Campeonato Rondoniense de Futebol
- Season: 2013
- Champions: Vilhena
- Relegated: Ji-Paraná
- Copa do Brasil: Vilhena
- Série D: Genus
- Matches played: 38
- Goals scored: 108 (2.84 per match)

= 2013 Campeonato Rondoniense =

The 2013 Campeonato Rondoniense de Futebol was the 23rd edition of the Rondônia's top professional football league.
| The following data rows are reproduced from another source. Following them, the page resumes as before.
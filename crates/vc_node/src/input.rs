use alloc::rc::Rc;
use alloc::string::String;
use alloc::vec::Vec;
use core::cell::RefCell;
use core::fmt;

use indexmap::IndexMap;

use crate::document::Document;
use crate::{NodeError, NodeMap, Position};

// -----------------------------------------------------------------------------
// Cursor

/// Read progress of a single element.
struct Cursor {
    next: usize,
    attributes: IndexMap<String, String>,
}

struct Source {
    document: Document,
    cursors: RefCell<Vec<Cursor>>,
}

#[derive(Clone)]
enum Kind {
    Element(usize),
    Attribute {
        owner: usize,
        name: Rc<str>,
        value: Rc<str>,
    },
}

// -----------------------------------------------------------------------------
// InputNode

/// A handle to an element or attribute of a parsed document.
///
/// Handles are cheap to clone and share the read progress of the
/// document: children handed out by [`next`](InputNode::next) are
/// consumed for every handle of the same element.
///
/// # Examples
///
/// ```
/// use vc_node::NodeReader;
///
/// let root = NodeReader::read_str("<list><item>a</item><item>b</item><end/></list>").unwrap();
/// assert_eq!(root.name(), "list");
///
/// let mut items = Vec::new();
/// while let Some(item) = root.next_named("item") {
///     items.push(item.value().unwrap());
/// }
/// assert_eq!(items, ["a", "b"]);
///
/// assert_eq!(root.next().unwrap().name(), "end");
/// assert!(root.next().is_none());
/// ```
#[derive(Clone)]
pub struct InputNode {
    source: Rc<Source>,
    kind: Kind,
}

impl InputNode {
    fn element(source: &Rc<Source>, id: usize) -> Self {
        Self {
            source: Rc::clone(source),
            kind: Kind::Element(id),
        }
    }

    fn id(&self) -> usize {
        match &self.kind {
            Kind::Element(id) => *id,
            Kind::Attribute { owner, .. } => *owner,
        }
    }

    /// The local name, without any namespace prefix.
    pub fn name(&self) -> &str {
        match &self.kind {
            Kind::Element(id) => &self.source.document.elements[*id].name,
            Kind::Attribute { name, .. } => name,
        }
    }

    /// The namespace prefix of an element, if present.
    pub fn prefix(&self) -> Option<&str> {
        match &self.kind {
            Kind::Element(id) => self.source.document.elements[*id].prefix.as_deref(),
            Kind::Attribute { .. } => None,
        }
    }

    /// The namespace reference the element's prefix is bound to.
    pub fn reference(&self) -> Option<&str> {
        match &self.kind {
            Kind::Element(id) => self.source.document.reference(*id),
            Kind::Attribute { .. } => None,
        }
    }

    /// The text of an element or the value of an attribute.
    pub fn value(&self) -> Option<String> {
        match &self.kind {
            Kind::Element(id) => self.source.document.elements[*id].text.clone(),
            Kind::Attribute { value, .. } => Some(String::from(&**value)),
        }
    }

    pub fn position(&self) -> Position {
        self.source.document.elements[self.id()].position
    }

    #[inline]
    pub fn is_element(&self) -> bool {
        matches!(self.kind, Kind::Element(_))
    }

    #[inline]
    pub fn is_attribute(&self) -> bool {
        matches!(self.kind, Kind::Attribute { .. })
    }

    /// Whether this is the document element.
    pub fn is_root(&self) -> bool {
        matches!(self.kind, Kind::Element(0))
    }

    /// The enclosing element. For attributes this is the owning element.
    pub fn parent(&self) -> Option<InputNode> {
        match &self.kind {
            Kind::Element(id) => self.source.document.elements[*id]
                .parent
                .map(|parent| Self::element(&self.source, parent)),
            Kind::Attribute { owner, .. } => Some(Self::element(&self.source, *owner)),
        }
    }

    /// Consumes and returns the next unread child element.
    pub fn next(&self) -> Option<InputNode> {
        let Kind::Element(id) = self.kind else {
            return None;
        };
        let child = {
            let mut cursors = self.source.cursors.borrow_mut();
            let cursor = &mut cursors[id];
            let child = self.source.document.elements[id].children.get(cursor.next).copied()?;
            cursor.next += 1;
            child
        };
        Some(Self::element(&self.source, child))
    }

    /// Consumes the next unread child only if it has the given name.
    ///
    /// This is the walk used for inline collections, which stop at the
    /// first sibling with a different name.
    pub fn next_named(&self, name: &str) -> Option<InputNode> {
        let Kind::Element(id) = self.kind else {
            return None;
        };
        let child = {
            let mut cursors = self.source.cursors.borrow_mut();
            let cursor = &mut cursors[id];
            let child = self.source.document.elements[id].children.get(cursor.next).copied()?;
            if self.source.document.elements[child].name != name {
                return None;
            }
            cursor.next += 1;
            child
        };
        Some(Self::element(&self.source, child))
    }

    /// Returns the name of the next unread child without consuming it.
    pub fn peek_name(&self) -> Option<String> {
        let Kind::Element(id) = self.kind else {
            return None;
        };
        let cursors = self.source.cursors.borrow();
        let child = self.source.document.elements[id].children.get(cursors[id].next)?;
        Some(self.source.document.elements[*child].name.clone())
    }

    /// Returns an unconsumed attribute as a node.
    pub fn attribute(&self, name: &str) -> Option<InputNode> {
        let Kind::Element(id) = self.kind else {
            return None;
        };
        let value = self.source.cursors.borrow()[id].attributes.get(name).cloned()?;
        Some(Self {
            source: Rc::clone(&self.source),
            kind: Kind::Attribute {
                owner: id,
                name: Rc::from(name),
                value: Rc::from(value),
            },
        })
    }

    /// The attributes not yet consumed, as a mutable map.
    pub fn attributes(&self) -> InputNodeMap {
        InputNodeMap { node: self.clone() }
    }

    /// Whether nothing remains to be read: no attributes, children or text.
    pub fn is_empty(&self) -> bool {
        match &self.kind {
            Kind::Element(id) => {
                let element = &self.source.document.elements[*id];
                let cursors = self.source.cursors.borrow();
                let cursor = &cursors[*id];
                cursor.attributes.is_empty()
                    && cursor.next >= element.children.len()
                    && element.text.as_deref().is_none_or(str::is_empty)
            }
            Kind::Attribute { value, .. } => value.is_empty(),
        }
    }

    /// Consumes every remaining child of this element.
    pub fn skip(&self) {
        if let Kind::Element(id) = self.kind {
            let len = self.source.document.elements[id].children.len();
            self.source.cursors.borrow_mut()[id].next = len;
        }
    }
}

impl fmt::Debug for InputNode {
    fn fmt(&self, f: &mut fmt::Formatter<'_>) -> fmt::Result {
        match &self.kind {
            Kind::Element(_) => write!(f, "element '{}' at {}", self.name(), self.position()),
            Kind::Attribute { name, .. } => {
                write!(f, "attribute '{}' at {}", name, self.position())
            }
        }
    }
}

// -----------------------------------------------------------------------------
// InputNodeMap

/// The unconsumed attributes of an [`InputNode`].
///
/// Removing an attribute marks it as consumed, which is how strategies
/// hide the attributes they interpret from strict schema checks.
pub struct InputNodeMap {
    node: InputNode,
}

impl InputNodeMap {
    fn with<R>(&self, f: impl FnOnce(&mut IndexMap<String, String>) -> R) -> Option<R> {
        let Kind::Element(id) = self.node.kind else {
            return None;
        };
        let mut cursors = self.node.source.cursors.borrow_mut();
        Some(f(&mut cursors[id].attributes))
    }

    /// The element these attributes belong to.
    #[inline]
    pub fn node(&self) -> &InputNode {
        &self.node
    }
}

impl NodeMap for InputNodeMap {
    fn name(&self) -> &str {
        self.node.name()
    }

    fn get(&self, name: &str) -> Option<String> {
        self.with(|map| map.get(name).cloned()).flatten()
    }

    fn remove(&mut self, name: &str) -> Option<String> {
        self.with(|map| map.shift_remove(name)).flatten()
    }

    fn put(&mut self, name: &str, value: &str) {
        self.with(|map| map.insert(String::from(name), String::from(value)));
    }

    fn names(&self) -> Vec<String> {
        self.with(|map| map.keys().cloned().collect())
            .unwrap_or_default()
    }
}

// -----------------------------------------------------------------------------
// NodeReader

/// Entry point for reading documents.
pub struct NodeReader;

impl NodeReader {
    /// Parses a document and returns its root element.
    pub fn read_str(source: &str) -> Result<InputNode, NodeError> {
        let document = Document::parse(source)?;
        let cursors = document
            .elements
            .iter()
            .map(|element| Cursor {
                next: 0,
                attributes: element.attributes.iter().cloned().collect(),
            })
            .collect();
        let source = Rc::new(Source {
            document,
            cursors: RefCell::new(cursors),
        });
        Ok(InputNode::element(&source, 0))
    }

    /// Reads the whole of `reader` and parses it.
    pub fn read(mut reader: impl std::io::Read) -> Result<InputNode, NodeError> {
        let mut text = String::new();
        reader.read_to_string(&mut text)?;
        Self::read_str(&text)
    }
}

#[cfg(test)]
mod tests {
    use super::NodeReader;
    use crate::NodeMap;

    const SOURCE: &str = r#"
        <root id="7" name="x">
           <first>1</first>
           <entry/>
           <entry>two</entry>
           <other/>
           <entry/>
        </root>"#;

    #[test]
    fn attributes_are_consumed_by_map() {
        let root = NodeReader::read_str(SOURCE).unwrap();
        let mut map = root.attributes();
        assert_eq!(map.names(), ["id", "name"]);
        assert_eq!(map.remove("id").as_deref(), Some("7"));
        assert!(root.attribute("id").is_none());
        assert_eq!(root.attribute("name").unwrap().value().as_deref(), Some("x"));
    }

    #[test]
    fn named_walk_stops_at_other_names() {
        let root = NodeReader::read_str(SOURCE).unwrap();
        assert!(root.next_named("entry").is_none());
        assert_eq!(root.next().unwrap().value().as_deref(), Some("1"));

        let mut count = 0;
        while root.next_named("entry").is_some() {
            count += 1;
        }
        assert_eq!(count, 2);
        assert_eq!(root.peek_name().as_deref(), Some("other"));
        root.skip();
        assert!(root.next().is_none());
    }

    #[test]
    fn empty_and_parent() {
        let root = NodeReader::read_str(SOURCE).unwrap();
        root.next();
        let entry = root.next().unwrap();
        assert!(entry.is_empty());
        assert_eq!(entry.parent().unwrap().name(), "root");
        assert!(entry.parent().unwrap().is_root());
        assert!(!root.is_empty());
        assert_eq!(entry.position().line(), 4);
    }

    #[test]
    fn attribute_node_reports_owner() {
        let root = NodeReader::read_str(SOURCE).unwrap();
        let id = root.attribute("id").unwrap();
        assert!(id.is_attribute());
        assert_eq!(id.name(), "id");
        assert_eq!(id.parent().unwrap().name(), "root");
        assert!(id.next().is_none());
    }
}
The competition began on March 17, and ended on June 1. Vilhena won the championship by the 4th time. while Ji-Paraná was relegated.

==Format==
On the first stage, all teams play against each other in a double round-robin. The best four teams advances to the semifinals. The semifinals and the finals are played in two-legged ties.

===Qualifications===
The champion qualifies to the Copa do Brasil. The team with the best record in the championship qualify to the Série D.

==Participating teams==

| Club | Home city | 2012 result |
|---|---|---|
| Ariquemes | Ariquemes | 4th |
| Espigão | Espigão d'Oeste | 2nd |
| Genus | Porto Velho | 5th |
| Ji-Paraná | Ji-Paraná | 1st |
| Pimentense | Pimenta Bueno | 1st (2nd division) |
| Rolim de Moura | Rolim de Moura | 6th |
| Vilhena | Vilhena | 3rd |

Moto Esporte Clube withdrawn its participation because its stadium was not fit for matches, according to the city's firefighters.

==First stage==

===Standings===

| Pos | Team | Pld | W | D | L | GF | GA | GD | Pts | Qualification or relegation |
| 1 | Pimentense | 12 | 6 | 3 | 3 | 24 | 17 | +7 | 21 | Advanced to the Final stage |
| 2 | Genus | 12 | 5 | 5 | 2 | 24 | 17 | +7 | 20 |
| 3 | Vilhena | 12 | 5 | 2 | 5 | 15 | 13 | +2 | 17 |
| 4 | Ariquemes | 12 | 4 | 7 | 1 | 15 | 12 | +3 | 16 |
| 5 | Rolim de Moura | 12 | 5 | 0 | 7 | 14 | 23 | −9 | 15 |  |
| 6 | Espigão | 12 | 4 | 3 | 5 | 16 | 19 | −3 | 15 |
| 7 | Ji-Paraná | 12 | 1 | 4 | 7 | 12 | 19 | −7 | 7 | Relegated |

===Results===

| Home \ Away | ARI | ESP | GEN | JIP | PIM | ROL | VEC |
|---|---|---|---|---|---|---|---|
| Ariquemes |  | 1–1 | 2–2 | 2–1 | 2–2 | 1–0 | 1–0 |
| Espigão | 2–1 |  | 1–1 | 1–0 | 2–4 | 1–0 | 1–0 |
| Genus | 2–2 | 2–2 |  | 2–2 | 3–2 | 4–1 | 3–2 |
| Ji-Paraná | 1–1 | 2–1 | 0–2 |  | 1–1 | 2–3 | 1–1 |
| Pimentense | 0–0 | 3–2 | 2–1 | 1–0 |  | 5–1 | 1–0 |
| Rolim de Moura | 1–2 | 2–1 | 0–2 | 2–1 | 2–1 |  | 1–0 |
| Vilhena | 0–0 | 3–1 | 1–0 | 2–1 | 3–2 | 3–1 |  |

==Final stage==

===Semifinals===

====First leg====
May 12, 2013
Ariquemes 1-0 Pimentense
  Ariquemes: Souza 90'
----
May 12, 2013
Vilhena 1-0 Genus
  Vilhena: Paulo Henrique 56'

====Second leg====
May 19, 2013
Pimentense 3-1 Ariquemes
  Pimentense: Dudu 47', 53'
  Ariquemes: Souza
----
May 19, 2013
Genus 2-2 Vilhena
  Genus: Canhoto 5', Quintino 55'
  Vilhena: Edilsinho 34', 61'

===Finals===
May 26, 2013
Vilhena 5-0 Pimentense
  Vilhena: Cabixi 35', Waltinho 55', 83', Luiz Gustavo 65', 87'
----
June 1, 2013
Pimentense 3-1 Vilhena
  Pimentense: Alex 32', Fernandinho 55', Geilson 73'
  Vilhena: Cabixi 59'

Vilhena Esporte Clube is the champion of the 2013 Campeonato Rondoniense.